-- Records provided --
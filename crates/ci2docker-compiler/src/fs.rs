//! Filesystem helpers for generated artifacts.

use ci2docker_core::ScriptArtifact;
use std::path::Path;

/// Add the owner-execute bit, keeping the existing permissions.
pub fn set_executable(path: &Path) -> std::io::Result<()> {
    #[cfg(unix)]
    {
        use std::os::unix::fs::PermissionsExt;
        let mut perms = std::fs::metadata(path)?.permissions();
        perms.set_mode(perms.mode() | 0o100);
        std::fs::set_permissions(path, perms)?;
    }
    #[cfg(not(unix))]
    let _ = path;
    Ok(())
}

/// Strip surrounding newlines and spaces from a rendered document.
pub fn strip_blank_edges(content: &str) -> &str {
    content.trim_matches(|c| c == '\n' || c == ' ')
}

/// Write `content` to `path`, creating parent directories on demand.
pub fn write_artifact(
    path: &Path,
    content: String,
    executable: bool,
) -> std::io::Result<ScriptArtifact> {
    if let Some(parent) = path.parent() {
        std::fs::create_dir_all(parent)?;
    }
    std::fs::write(path, &content)?;
    if executable {
        set_executable(path)?;
    }

    Ok(ScriptArtifact {
        path: path.to_path_buf(),
        content,
        executable,
    })
}

#[cfg(test)]
mod tests {
    use super::*;

    #[test]
    fn test_strip_blank_edges() {
        assert_eq!(strip_blank_edges("\n\n FROM alpine\nRUN x \n\n"), "FROM alpine\nRUN x");
        assert_eq!(strip_blank_edges("\t keep tabs"), "\t keep tabs");
    }

    #[cfg(unix)]
    #[test]
    fn test_write_executable_artifact() {
        use std::os::unix::fs::PermissionsExt;

        let dir = tempfile::tempdir().unwrap();
        let path = dir.path().join("files").join("install");
        let artifact = write_artifact(&path, "echo hi\n".to_string(), true).unwrap();

        assert!(artifact.executable);
        assert_eq!(std::fs::read_to_string(&path).unwrap(), "echo hi\n");
        let mode = std::fs::metadata(&path).unwrap().permissions().mode();
        assert_ne!(mode & 0o100, 0);
    }
}
//! Compilation errors.

use ci2docker_config::ConfigError;
use ci2docker_core::Stage;
use std::path::PathBuf;
use thiserror::Error;

#[derive(Debug, Error)]
pub enum CompileError {
    #[error(transparent)]
    Config(#[from] ConfigError),

    #[error("copy source not found: {}", .0.display())]
    CopySourceMissing(PathBuf),

    #[error("failed to write script for stage '{stage}': {source}")]
    StageIo {
        stage: Stage,
        #[source]
        source: std::io::Error,
    },

    #[error("render error: {0}")]
    Render(#[from] askama::Error),

    #[error("IO error: {0}")]
    Io(#[from] std::io::Error),

    #[error("variant {ordinal}: {source}")]
    Variant {
        ordinal: usize,
        #[source]
        source: Box<CompileError>,
    },
}

impl CompileError {
    /// Attach the ordinal of the variant being compiled.
    pub fn in_variant(self, ordinal: usize) -> Self {
        Self::Variant {
            ordinal,
            source: Box::new(self),
        }
    }

    /// Ordinal of the variant that failed, if known.
    pub fn ordinal(&self) -> Option<usize> {
        match self {
            Self::Variant { ordinal, .. } => Some(*ordinal),
            _ => None,
        }
    }
}

pub type CompileResult<T> = std::result::Result<T, CompileError>;
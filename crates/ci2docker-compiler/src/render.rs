//! Artifact rendering.
//!
//! The compiler hands a [`Renderer`] structured contexts only; how they become
//! text is up to the implementation. [`AskamaRenderer`] uses the templates
//! under `templates/` and is the one the CLI ships with.

use askama::Template;
use ci2docker_core::{CopySpec, InstructionSet, RenderOptions};
use serde_json::Value;
use std::path::Path;

use crate::CompileResult;

/// Keys of the render options the compiler fills in.
pub mod keys {
    pub const USER: &str = "user";
    pub const REPO_OWNER: &str = "repo_owner";
    pub const REPO_PROJECT: &str = "repo_project";
    pub const REVISION: &str = "revision";
    pub const GIT_URL: &str = "git_url";
    pub const REMOTES: &str = "remotes";
    pub const GIT_EMAIL: &str = "git_email";
    pub const GIT_USER: &str = "git_user";
    pub const ADD_SELF_RSA_PUB: &str = "add_self_rsa_pub";
}

/// Input for the image definition and entrypoint documents.
#[derive(Debug, Clone, Copy)]
pub struct RenderContext<'a> {
    pub instructions: &'a InstructionSet,
    /// Entrypoint script, relative to the build context.
    pub entrypoint_path: &'a str,
    pub options: &'a RenderOptions,
}

/// Input for the build and run helper scripts.
#[derive(Debug, Clone, Copy)]
pub struct HelperContext<'a> {
    pub image_tag: &'a str,
    /// Build context directory passed to `docker build`.
    pub context_dir: &'a Path,
    pub build_extra_args: &'a str,
    pub run_extra_args: &'a str,
    pub include_cleanup: bool,
}

/// Turns structured contexts into document text.
pub trait Renderer {
    fn image_definition(&self, ctx: &RenderContext<'_>) -> CompileResult<String>;

    fn entrypoint(&self, ctx: &RenderContext<'_>) -> CompileResult<String>;

    fn build_script(&self, ctx: &HelperContext<'_>) -> CompileResult<String>;

    fn run_script(&self, ctx: &HelperContext<'_>) -> CompileResult<String>;
}

// ============================================================================
// Template structs
// ============================================================================

#[derive(Template)]
#[template(path = "Dockerfile", escape = "none")]
struct DockerfileTemplate<'a> {
    image: &'a str,
    user: Option<String>,
    env: &'a str,
    copies: &'a [CopySpec],
    git_email: Option<String>,
    git_user: Option<String>,
    add_self_rsa_pub: bool,
    checkout: Option<CheckoutView>,
    runs: &'a [String],
    entrypoint_path: &'a str,
}

#[derive(Template)]
#[template(path = "entrypoint.sh", escape = "none")]
struct EntrypointTemplate<'a> {
    entrypoints: &'a [String],
}

#[derive(Template)]
#[template(path = "10-build.sh", escape = "none")]
struct BuildTemplate<'a> {
    image: &'a str,
    context_dir: String,
    extra_args: &'a str,
}

#[derive(Template)]
#[template(path = "20-run.sh", escape = "none")]
struct RunTemplate<'a> {
    image: &'a str,
    extra_args: &'a str,
    cleanup: bool,
}

// ============================================================================
// View models
// ============================================================================

struct CheckoutView {
    slug: String,
    url: String,
    build_dir: String,
    fetch_ref: String,
    remotes: Vec<RemoteView>,
}

struct RemoteView {
    name: String,
    url: String,
}

/// Renderer backed by the bundled askama templates.
#[derive(Debug, Clone, Copy, Default)]
pub struct AskamaRenderer;

impl Renderer for AskamaRenderer {
    fn image_definition(&self, ctx: &RenderContext<'_>) -> CompileResult<String> {
        let options = ctx.options;
        let template = DockerfileTemplate {
            image: &ctx.instructions.image,
            user: opt_str(options, keys::USER),
            env: &ctx.instructions.env,
            copies: &ctx.instructions.copies,
            git_email: opt_str(options, keys::GIT_EMAIL),
            git_user: opt_str(options, keys::GIT_USER),
            add_self_rsa_pub: opt_bool(options, keys::ADD_SELF_RSA_PUB),
            checkout: checkout_view(options),
            runs: &ctx.instructions.runs,
            entrypoint_path: ctx.entrypoint_path,
        };
        Ok(template.render()?)
    }

    fn entrypoint(&self, ctx: &RenderContext<'_>) -> CompileResult<String> {
        let template = EntrypointTemplate {
            entrypoints: &ctx.instructions.entrypoints,
        };
        Ok(template.render()?)
    }

    fn build_script(&self, ctx: &HelperContext<'_>) -> CompileResult<String> {
        let template = BuildTemplate {
            image: ctx.image_tag,
            context_dir: ctx.context_dir.display().to_string(),
            extra_args: ctx.build_extra_args,
        };
        Ok(template.render()?)
    }

    fn run_script(&self, ctx: &HelperContext<'_>) -> CompileResult<String> {
        let template = RunTemplate {
            image: ctx.image_tag,
            extra_args: ctx.run_extra_args,
            cleanup: ctx.include_cleanup,
        };
        Ok(template.render()?)
    }
}

fn opt_str(options: &RenderOptions, key: &str) -> Option<String> {
    options
        .get(key)
        .and_then(Value::as_str)
        .filter(|s| !s.is_empty())
        .map(str::to_string)
}

fn opt_bool(options: &RenderOptions, key: &str) -> bool {
    options.get(key).and_then(Value::as_bool).unwrap_or(false)
}

fn opt_list(options: &RenderOptions, key: &str) -> Vec<String> {
    match options.get(key) {
        Some(Value::Array(items)) => items
            .iter()
            .filter_map(Value::as_str)
            .map(str::to_string)
            .collect(),
        Some(Value::String(s)) => s
            .split(',')
            .map(str::trim)
            .filter(|s| !s.is_empty())
            .map(str::to_string)
            .collect(),
        _ => Vec::new(),
    }
}

fn checkout_view(options: &RenderOptions) -> Option<CheckoutView> {
    let url = opt_str(options, keys::GIT_URL)?;
    let owner = opt_str(options, keys::REPO_OWNER).unwrap_or_default();
    let project = opt_str(options, keys::REPO_PROJECT).unwrap_or_default();
    let revision = opt_str(options, keys::REVISION).unwrap_or_else(|| "master".to_string());
    let home = match opt_str(options, keys::USER).as_deref() {
        None | Some("root") => "/root".to_string(),
        Some(user) => format!("/home/{}", user),
    };

    let remotes = opt_list(options, keys::REMOTES)
        .into_iter()
        .map(|name| RemoteView {
            url: remote_url(&url, &owner, &name),
            name,
        })
        .collect();

    Some(CheckoutView {
        slug: format!("{}/{}", owner, project),
        build_dir: format!("{}/build/{}/{}", home, owner, project),
        fetch_ref: fetch_ref(&revision),
        url,
        remotes,
    })
}

/// Refspec fetched for a revision; `pull/N` maps to the pull request head.
fn fetch_ref(revision: &str) -> String {
    match revision.strip_prefix("pull/") {
        Some(number) => format!("+refs/pull/{}/head", number),
        None => revision.to_string(),
    }
}

/// Clone URL of a fork: the owner segment of `url` replaced by `remote`.
///
/// The owner is the segment right before the project, after the last `/` or
/// the scp-style `:`.
fn remote_url(url: &str, owner: &str, remote: &str) -> String {
    let trimmed = url.trim_end_matches('/');
    let Some((head, project)) = trimmed.rsplit_once('/') else {
        return url.to_string();
    };
    let Some(pos) = head.rfind(['/', ':']) else {
        return url.to_string();
    };
    if owner.is_empty() || &head[pos + 1..] != owner {
        return url.to_string();
    }
    format!(
        "{}{}/{}{}",
        &head[..=pos],
        remote,
        project,
        &url[trimmed.len()..]
    )
}
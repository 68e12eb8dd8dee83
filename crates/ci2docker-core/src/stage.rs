//! Pipeline stages.

use derive_more::Display;
use serde::{Deserialize, Serialize};

/// Directory, relative to a build context, holding generated stage scripts.
pub const SCRIPTS_DIR: &str = "files";

/// A named step of the CI pipeline with fixed execution semantics.
#[derive(Debug, Clone, Copy, PartialEq, Eq, Hash, Serialize, Deserialize, Display)]
#[serde(rename_all = "snake_case")]
pub enum Stage {
    #[display("env")]
    Env,
    #[display("install")]
    Install,
    #[display("script")]
    Script,
    #[display("after_success")]
    AfterSuccess,
}

/// How a stage contributes to the generated image.
#[derive(Debug, Clone, Copy, PartialEq, Eq)]
pub enum StageKind {
    /// Feeds the environment matrix; never produces a script.
    Env,
    /// Executed once while the image is built.
    RunScript,
    /// Executed on every container start.
    EntrypointScript,
}

impl Stage {
    /// Every recognised stage, in document order.
    pub const ALL: [Stage; 4] = [Stage::Env, Stage::Install, Stage::Script, Stage::AfterSuccess];

    /// Stages compiled into scripts, in processing order.
    pub const PIPELINE: [Stage; 3] = [Stage::Install, Stage::Script, Stage::AfterSuccess];

    /// Key of this stage in the CI document.
    pub fn name(self) -> &'static str {
        match self {
            Stage::Env => "env",
            Stage::Install => "install",
            Stage::Script => "script",
            Stage::AfterSuccess => "after_success",
        }
    }

    /// Look up a stage by its document key.
    pub fn from_name(name: &str) -> Option<Stage> {
        Stage::ALL.into_iter().find(|stage| stage.name() == name)
    }

    pub fn kind(self) -> StageKind {
        match self {
            Stage::Env => StageKind::Env,
            Stage::Install => StageKind::RunScript,
            Stage::Script | Stage::AfterSuccess => StageKind::EntrypointScript,
        }
    }

    /// Script location relative to the build context (e.g. `files/install`).
    pub fn script_path(self) -> String {
        format!("{}/{}", SCRIPTS_DIR, self.name())
    }

    /// Location of the script inside the image (e.g. `/install`).
    pub fn image_path(self) -> String {
        format!("/{}", self.name())
    }
}
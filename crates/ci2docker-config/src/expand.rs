//! Home-directory and environment-variable expansion for paths.

use regex::Regex;
use std::path::{Path, PathBuf};
use std::sync::LazyLock;

// Regex for matching $NAME and ${NAME}
static ENV_VAR_REGEX: LazyLock<Regex> = LazyLock::new(|| {
    Regex::new(r"\$(?:\{([A-Za-z_][A-Za-z0-9_]*)\}|([A-Za-z_][A-Za-z0-9_]*))").unwrap()
});

/// Expand a leading `~` to the home directory, then `$NAME` and `${NAME}`
/// to values from the process environment. Unknown variables are kept.
pub fn expand_path(input: &str) -> PathBuf {
    PathBuf::from(expand_with(
        input,
        dirs::home_dir().as_deref(),
        |name| std::env::var(name).ok(),
    ))
}

fn expand_with(input: &str, home: Option<&Path>, lookup: impl Fn(&str) -> Option<String>) -> String {
    let input = match (home, input.strip_prefix('~')) {
        (Some(home), Some(rest)) if rest.is_empty() || rest.starts_with('/') => {
            format!("{}{}", home.display(), rest)
        }
        _ => input.to_string(),
    };

    ENV_VAR_REGEX
        .replace_all(&input, |caps: &regex::Captures| {
            let name = caps
                .get(1)
                .or_else(|| caps.get(2))
                .map(|m| m.as_str())
                .unwrap_or_default();
            lookup(name).unwrap_or_else(|| caps[0].to_string())
        })
        .into_owned()
}

#[cfg(test)]
mod tests {
    use super::*;

    fn lookup(name: &str) -> Option<String> {
        match name {
            "HOME" => Some("/home/ci".to_string()),
            "PROJECT" => Some("demo".to_string()),
            _ => None,
        }
    }

    #[test]
    fn test_expand_variables() {
        let home = Path::new("/home/ci");
        assert_eq!(expand_with("$HOME/.ssh", Some(home), lookup), "/home/ci/.ssh");
        assert_eq!(
            expand_with("/srv/${PROJECT}/build", Some(home), lookup),
            "/srv/demo/build"
        );
    }

    #[test]
    fn test_expand_tilde() {
        let home = Path::new("/home/ci");
        assert_eq!(expand_with("~/.ssh", Some(home), lookup), "/home/ci/.ssh");
        assert_eq!(expand_with("~", Some(home), lookup), "/home/ci");
        assert_eq!(expand_with("~other/x", Some(home), lookup), "~other/x");
        assert_eq!(expand_with("~/.ssh", None, lookup), "~/.ssh");
    }

    #[test]
    fn test_unknown_variable_preserved() {
        assert_eq!(expand_with("$NOPE/x", None, lookup), "$NOPE/x");
        assert_eq!(expand_with("${NOPE}", None, lookup), "${NOPE}");
    }
}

-- Work to complete --
Write out exactly the lines between the start of the entries and the line containing "assert!(artifact.executable);", including that line and the first one.

-- Solution to this task --
filename crates/ci2docker-compiler/src/fs.rs
//! Filesystem helpers for generated artifacts.

use ci2docker_core::ScriptArtifact;
use std::path::Path;

/// Add the owner-execute bit, keeping the existing permissions.
pub fn set_executable(path: &Path) -> std::io::Result<()> {
    #[cfg(unix)]
    {
        use std::os::unix::fs::PermissionsExt;
        let mut perms = std::fs::metadata(path)?.permissions();
        perms.set_mode(perms.mode() | 0o100);
        std::fs::set_permissions(path, perms)?;
    }
    #[cfg(not(unix))]
    let _ = path;
    Ok(())
}

/// Strip surrounding newlines and spaces from a rendered document.
pub fn strip_blank_edges(content: &str) -> &str {
    content.trim_matches(|c| c == '\n' || c == ' ')
}

/// Write `content` to `path`, creating parent directories on demand.
pub fn write_artifact(
    path: &Path,
    content: String,
    executable: bool,
) -> std::io::Result<ScriptArtifact> {
    if let Some(parent) = path.parent() {
        std::fs::create_dir_all(parent)?;
    }
    std::fs::write(path, &content)?;
    if executable {
        set_executable(path)?;
    }

    Ok(ScriptArtifact {
        path: path.to_path_buf(),
        content,
        executable,
    })
}

#[cfg(test)]
mod tests {
    use super::*;

    #[test]
    fn test_strip_blank_edges() {
        assert_eq!(strip_blank_edges("\n\n FROM alpine\nRUN x \n\n"), "FROM alpine\nRUN x");
        assert_eq!(strip_blank_edges("\t keep tabs"), "\t keep tabs");
    }

    #[cfg(unix)]
    #[test]
    fn test_write_executable_artifact() {
        use std::os::unix::fs::PermissionsExt;

        let dir = tempfile::tempdir().unwrap();
        let path = dir.path().join("files").join("install");
        let artifact = write_artifact(&path, "echo hi\n".to_string(), true).unwrap();

        assert!(artifact.executable);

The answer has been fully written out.